Uncommon’s Bootlicker serves up a surreal take on power
Uncommon has taken a rather unexpected trip to the Venice Biennale with Bootlicker, a giant 6ft lollipop shaped like a foot and presented as a satire of modern authority.
A teaser for Uncommon’s new exhibit rather luridly depicts a man licking a jelly mould of a foot. There wasn’t a lot more to go on than that, so with some trepidation, we took the bait.
Debuting as part of Personal Structures on 9 May, the work turns a familiar insult into a very literal lesson.
Bootlicker takes aim at the way power presents itself in 2026: in a feed-friendly, oddly charming form. The joke, of course, is that it is both seductive and vaguely alarming, which could apply to a lot of leaders, but I think we can guess whose foot the mould is based on.
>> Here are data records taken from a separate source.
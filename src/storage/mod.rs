//! Durable timer state
//!
//! The engine never holds authoritative state in memory: every decision reads
//! the record back through [`PersistentState`], which sits on top of any
//! [`KeyValueStore`] backend.

pub mod file_store;
pub mod memory_store;

use std::sync::Arc;

use tracing::{debug, warn};

use crate::{error::StoreError, state::TimerState};

pub use file_store::FileStore;
pub use memory_store::MemoryStore;

/// Key under which the single timer record lives
pub const TIMER_STATE_KEY: &str = "countdown-timer-state";

/// A string key-value store that survives process restarts
pub trait KeyValueStore: Send + Sync {
    fn get(&self, key: &str) -> Result<Option<String>, StoreError>;
    fn set(&self, key: &str, value: &str) -> Result<(), StoreError>;
    /// Removing a missing key succeeds
    fn remove(&self, key: &str) -> Result<(), StoreError>;
}

/// Fail-soft access to the persisted [`TimerState`].
///
/// Backend failures are logged and swallowed. Unreadable or corrupt records
/// load as `None`.
#[derive(Clone)]
pub struct PersistentState {
    store: Arc<dyn KeyValueStore>,
    key: String,
}

impl PersistentState {
    pub fn new(store: Arc<dyn KeyValueStore>) -> Self {
        Self::with_key(store, TIMER_STATE_KEY)
    }

    pub fn with_key(store: Arc<dyn KeyValueStore>, key: impl Into<String>) -> Self {
        Self {
            store,
            key: key.into(),
        }
    }

    /// Overwrite the stored record
    pub fn save(&self, state: &TimerState) {
        let json = match serde_json::to_string(state) {
            Ok(json) => json,
            Err(e) => {
                warn!("Failed to serialize timer state: {}", e);
                return;
            }
        };

        if let Err(e) = self.store.set(&self.key, &json) {
            warn!("Failed to save timer state: {}", e);
        } else {
            debug!("Saved timer state: {}", json);
        }
    }

    pub fn load(&self) -> Option<TimerState> {
        let raw = match self.store.get(&self.key) {
            Ok(raw) => raw?,
            Err(e) => {
                warn!("Failed to read timer state: {}", e);
                return None;
            }
        };

        match serde_json::from_str::<TimerState>(&raw) {
            Ok(state) => {
                let validated = state.validated();
                if validated.is_none() {
                    warn!("Ignoring timer state with non-positive total: {}", raw);
                }
                validated
            }
            Err(e) => {
                warn!("Ignoring unreadable timer state: {}", e);
                None
            }
        }
    }

    pub fn clear(&self) {
        if let Err(e) = self.store.remove(&self.key) {
            warn!("Failed to clear timer state: {}", e);
        }
    }
}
Uncommon says the piece is about the way authority is now “packaged, filtered and fed to us” until it starts to feel normal, even desirable. That gives the work a sharper edge than its humorous confectionery form first suggests.
There is something uncomfortable about a real lollipop being used to explore the “beauty and sweetness” of political submission.
The gleefully strange nature of the spectacle is, we imagine, part of the point. Compared with Uncommon’s earlier exhibition piece PAIN, a claw machine housing an impossible-to-win designer handbag, Bootlicker feels similarly tied to the mood of the moment.
Both are playful, repulsive and hard to look away from, in the way good satire should be.
Uncommon’s stunt here is a further exploration of its bent towards exploring work outside the traditional ad medium in order to build its personal brand and get a political point across. Co-founder Nils Leonard says, “Power today doesn’t announce itself. It’s packaged, filtered and fed to us in ways that feel normal - even desirable.”
We’ll have to see how its efforts cut through at the Biennale, where it’ll certainly stand out against more sombre work. Perhaps, though, there’s another message here beyond the art: could PR creative companies be a little bit bolder with their personal brands?